Major finding: Bacteria alter the response to the chemotherapeutics 5-FU, FUDR, capecitabine, and CPT in C. elegans.
Concept: Bacterial RNA pyrimidine metabolism is essential for pro-drug conversion to active metabolites.
Impact: Bacterial metabolism can enhance or diminish the host response to chemotherapeutics.

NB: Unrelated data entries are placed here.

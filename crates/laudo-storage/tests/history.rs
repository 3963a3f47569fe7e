use laudo_storage::error::StorageError;
use laudo_storage::history::{HISTORY_FILE, ReportHistory};
use pretty_assertions::assert_eq;
use uuid::Uuid;

fn history() -> (tempfile::TempDir, ReportHistory) {
    let dir = tempfile::tempdir().unwrap();
    let history = ReportHistory::in_dir(dir.path().join("data"));
    (dir, history)
}

#[test]
fn missing_file_is_empty_history() {
    let (_dir, history) = history();
    assert!(history.list().unwrap().is_empty());
}

#[test]
fn save_puts_newest_first() {
    let (_dir, history) = history();
    let first = history.save(Some("Abdome"), "US Abdome - Total", "primeiro").unwrap();
    let second = history.save(None, "US Cervical - Tireoide", "segundo").unwrap();

    let ids: Vec<Uuid> = history.list().unwrap().iter().map(|r| r.id).collect();
    assert_eq!(ids, vec![second.id, first.id]);
    assert!(first.title.starts_with("Abdome - "));
    assert!(second.title.starts_with("Laudo - "));
    assert_eq!(first.created_at, first.updated_at);
}

#[test]
fn get_returns_saved_report() {
    let (_dir, history) = history();
    let saved = history.save(Some("Pelve"), "US Pelve Feminina", "conteúdo").unwrap();

    let loaded = history.get(saved.id).unwrap();
    assert_eq!(loaded.content, "conteúdo");
    assert_eq!(loaded.exam_type, "US Pelve Feminina");
}

#[test]
fn update_replaces_content_and_bumps_timestamp() {
    let (_dir, history) = history();
    let saved = history.save(None, "US Abdome - Total", "antes").unwrap();

    let updated = history.update(saved.id, "depois").unwrap();
    assert_eq!(updated.content, "depois");
    assert_eq!(updated.created_at, saved.created_at);
    assert!(updated.updated_at >= saved.updated_at);
    assert_eq!(history.get(saved.id).unwrap().content, "depois");
}

#[test]
fn unknown_ids_are_not_found() {
    let (_dir, history) = history();
    history.save(None, "US Abdome - Total", "x").unwrap();
    let missing = Uuid::new_v4();

    assert!(matches!(history.get(missing), Err(StorageError::NotFound { id }) if id == missing));
    assert!(matches!(history.update(missing, "y"), Err(StorageError::NotFound { .. })));
    assert!(matches!(history.delete(missing), Err(StorageError::NotFound { .. })));
    assert_eq!(history.list().unwrap().len(), 1);
}

#[test]
fn delete_removes_only_that_report() {
    let (_dir, history) = history();
    let keep = history.save(None, "US Abdome - Total", "a").unwrap();
    let gone = history.save(None, "US Abdome - Total", "b").unwrap();

    history.delete(gone.id).unwrap();

    let ids: Vec<Uuid> = history.list().unwrap().iter().map(|r| r.id).collect();
    assert_eq!(ids, vec![keep.id]);
}

#[test]
fn history_file_is_pretty_json_without_temp_leftovers() {
    let (dir, history) = history();
    history.save(None, "US Abdome - Total", "a").unwrap();

    let data = dir.path().join("data");
    let json = std::fs::read_to_string(data.join(HISTORY_FILE)).unwrap();
    assert!(json.starts_with("[\n"));
    assert!(!data.join(format!("{HISTORY_FILE}.tmp")).exists());
}

#[test]
fn corrupt_history_is_reported_not_discarded() {
    let (dir, history) = history();
    let data = dir.path().join("data");
    std::fs::create_dir_all(&data).unwrap();
    std::fs::write(data.join(HISTORY_FILE), "{ not json").unwrap();

    assert!(matches!(history.list(), Err(StorageError::Serialization(_))));
    assert!(history.save(None, "US Abdome - Total", "a").is_err());
    assert_eq!(std::fs::read_to_string(data.join(HISTORY_FILE)).unwrap(), "{ not json");
}

#[cfg(unix)]
#[test]
fn history_file_is_owner_only() {
    use std::os::unix::fs::PermissionsExt;

    let (_dir, history) = history();
    history.save(None, "US Abdome - Total", "a").unwrap();

    let mode = std::fs::metadata(history.path()).unwrap().permissions().mode();
    assert_eq!(mode & 0o777, 0o600);
}
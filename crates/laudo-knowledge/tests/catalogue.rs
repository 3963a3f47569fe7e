use laudo_knowledge::error::KnowledgeError;
use laudo_knowledge::guidance::{
    NO_ALTERATIONS_CONCLUSION, NO_ALTERATIONS_GUIDANCE, guided_finding_ids,
};
use laudo_knowledge::KnowledgeBase;

#[test]
fn lists_exam_types_in_menu_order() {
    let kb = KnowledgeBase::global();
    assert_eq!(
        kb.list_exam_types(),
        vec![
            "US Cervical - Tireoide",
            "US Abdome - Total",
            "US Pelve Feminina",
            "US Obstétrico - 1º Trimestre",
            "US Obstétrico - 2º/3º Trimestre",
        ]
    );
}

#[test]
fn shipped_catalogue_validates_clean() {
    let issues = KnowledgeBase::global().validate();
    assert!(issues.is_empty(), "unexpected issues: {issues:?}");
}

#[test]
fn categories_keep_narrative_order() {
    let kb = KnowledgeBase::global();
    let names: Vec<_> = kb
        .categories("US Abdome - Total")
        .unwrap()
        .iter()
        .map(|c| c.name.as_str())
        .collect();
    assert_eq!(
        names,
        vec!["Fígado", "Vesícula Biliar", "Pâncreas", "Baço", "Rins", "Bexiga"]
    );
}

#[test]
fn exam_can_be_addressed_by_slug() {
    let kb = KnowledgeBase::global();
    let exam = kb.exam("abdome-total").unwrap();
    assert_eq!(exam.name(), "US Abdome - Total");
    assert!(kb.technique("abdome-total").unwrap().contains("convexo"));
}

#[test]
fn unknown_exam_type_is_not_found() {
    let kb = KnowledgeBase::global();
    assert!(matches!(
        kb.categories("US Joelho"),
        Err(KnowledgeError::UnknownExamType(name)) if name == "US Joelho"
    ));
}

#[test]
fn definitions_are_found_across_all_exam_types() {
    let kb = KnowledgeBase::global();
    let colo_curto = kb.find_definition("colo-curto").unwrap();
    assert_eq!(colo_curto.label, "Colo Curto (< 25mm)");
    assert!(colo_curto.requires_size);

    let nodule = kb.find_definition("nodulo-tireoidiano").unwrap();
    assert!(nodule.has_quantity && nodule.has_laterality && nodule.requires_size);
    assert!(!nodule.characteristics.is_empty());
}

#[test]
fn unknown_finding_is_not_found() {
    let kb = KnowledgeBase::global();
    assert!(matches!(
        kb.find_definition("nodulo-inexistente"),
        Err(KnowledgeError::UnknownFinding(_))
    ));
}

#[test]
fn finding_from_another_exam_is_rejected() {
    let kb = KnowledgeBase::global();
    let err = kb
        .category_of("US Cervical - Tireoide", "cisto-renal")
        .unwrap_err();
    assert!(matches!(err, KnowledgeError::FindingNotInExam { .. }));

    let category = kb.category_of("US Abdome - Total", "cisto-renal").unwrap();
    assert_eq!(category.name, "Rins");
}

#[test]
fn normal_variant_is_tagged_not_positional() {
    let kb = KnowledgeBase::global();
    let gestation = &kb.categories("US Obstétrico - 1º Trimestre").unwrap()[0];
    assert_eq!(gestation.findings[0].id, "gestacao-inicial");
    assert_eq!(gestation.normal_variant().unwrap().id, "gestacao-viavel");

    let liver = &kb.categories("US Abdome - Total").unwrap()[0];
    assert_eq!(liver.normal_variant().unwrap().id, "figado-normal");
}

#[test]
fn clubfoot_text_covers_both_sides_without_laterality() {
    let kb = KnowledgeBase::global();
    let clubfoot = kb.find_definition("pe-torto").unwrap();
    assert!(!clubfoot.has_laterality);
    assert!(clubfoot.altered_text.contains("pé(s)"));
}

#[test]
fn absent_iud_carries_its_own_conclusion() {
    let kb = KnowledgeBase::global();
    let absent = kb.find_definition("diu-ausente").unwrap();
    assert!(absent.is_normal_variant);
    assert_eq!(absent.conclusion_text.as_deref(), Some("Ausência de DIU na cavidade uterina."));
}

#[test]
fn every_guided_finding_has_a_conclusion() {
    let kb = KnowledgeBase::global();
    for id in guided_finding_ids() {
        let definition = kb.find_definition(id).unwrap();
        let conclusion = definition
            .conclusion_text
            .as_deref()
            .unwrap_or_else(|| panic!("{id} has guidance but no conclusion"));
        assert!(kb.guidance_for(conclusion).is_some(), "{id} guidance not indexed");
    }
}

#[test]
fn guidance_lookup_is_total_over_known_and_unknown_input() {
    let kb = KnowledgeBase::global();
    assert_eq!(
        kb.guidance_for(NO_ALTERATIONS_CONCLUSION),
        Some(NO_ALTERATIONS_GUIDANCE)
    );
    assert_eq!(kb.guidance_for("Fígado sem alterações."), None);
    assert_eq!(kb.guidance_for(""), None);
}

#[test]
fn unknown_exam_type_gets_default_technique() {
    let kb = KnowledgeBase::global();
    assert_eq!(kb.technique_or_default("US Joelho"), laudo_knowledge::DEFAULT_TECHNIQUE);
    assert_eq!(
        kb.technique_or_default("US Abdome - Total"),
        kb.technique("abdome-total").unwrap()
    );
}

Chemotherapy is associated with a range of responses, toxicities, and pharmacokinetics in patients with colorectal cancer, but genetics is not sufficient to explain these differences. Two independent studies hypothesized that gut bacteria may influence response to chemotherapy and used C. elegans, which have a bacterial diet, as a model system to investigate host–microbiome–drug interactions. García-González and colleagues showed that chemotherapeutics 5-fluorouracil (5-FU), 5-fluoro-2′-deoxyuridine (FUDR), and camptothecin (CPT) impaired fecundity in C. elegans fed either E. coli or Comamonas. There was no difference in 5-FU efficacy between the two diets. FUDR caused nematodes to lay dead embryos when fed E. coli, but they fared better when fed Comamonas. Conversely, CPT promoted a mild increase in dead embryos laid by nematodes fed Comamonas compared with E. coli. Active metabolism of FUDR by E. coli enhanced the drug's efficacy, whereas Comamonas increased CPT efficacy through a passive mechanism. A genetic screen using mutant E. coli and Comamonas strains identified mutations that positively and negatively influence the efficacy of chemotherapeutics, including multiple nucleotide metabolism genes. In a related study, Scott and colleagues also found that C. elegans fed different human commensal bacteria strains exhibited differences in fluoropyrimidine (e.g. 5-FU, capecitabine, and FUDR) activity. A three-way high-throughput chemical-genomic screen revealed a complex network of host–microbe–drug interactions, and found that bacterial vitamins B6 and B9 were required for 5-FU efficacy in C. elegans. Vitamins B6 and B9 worked in concert with pyrimidine metabolism to regulate pro-drug bioconversion to active metabolites. Further, disrupting the bacterial pools of deoxynucleotides promoted 5-FU–induced autophagy and cell death of quickly dividing embryonic nematode cells. Together, these studies demonstrate that bacterial metabolism alters chemotherapeutic response in C. elegans, highlight that the host and microbe act together to metabolize and mediate the action of chemotherapeutics, and raise the possibility of the gut microbiome influencing chemotherapeutic efficacy in gastric cancer.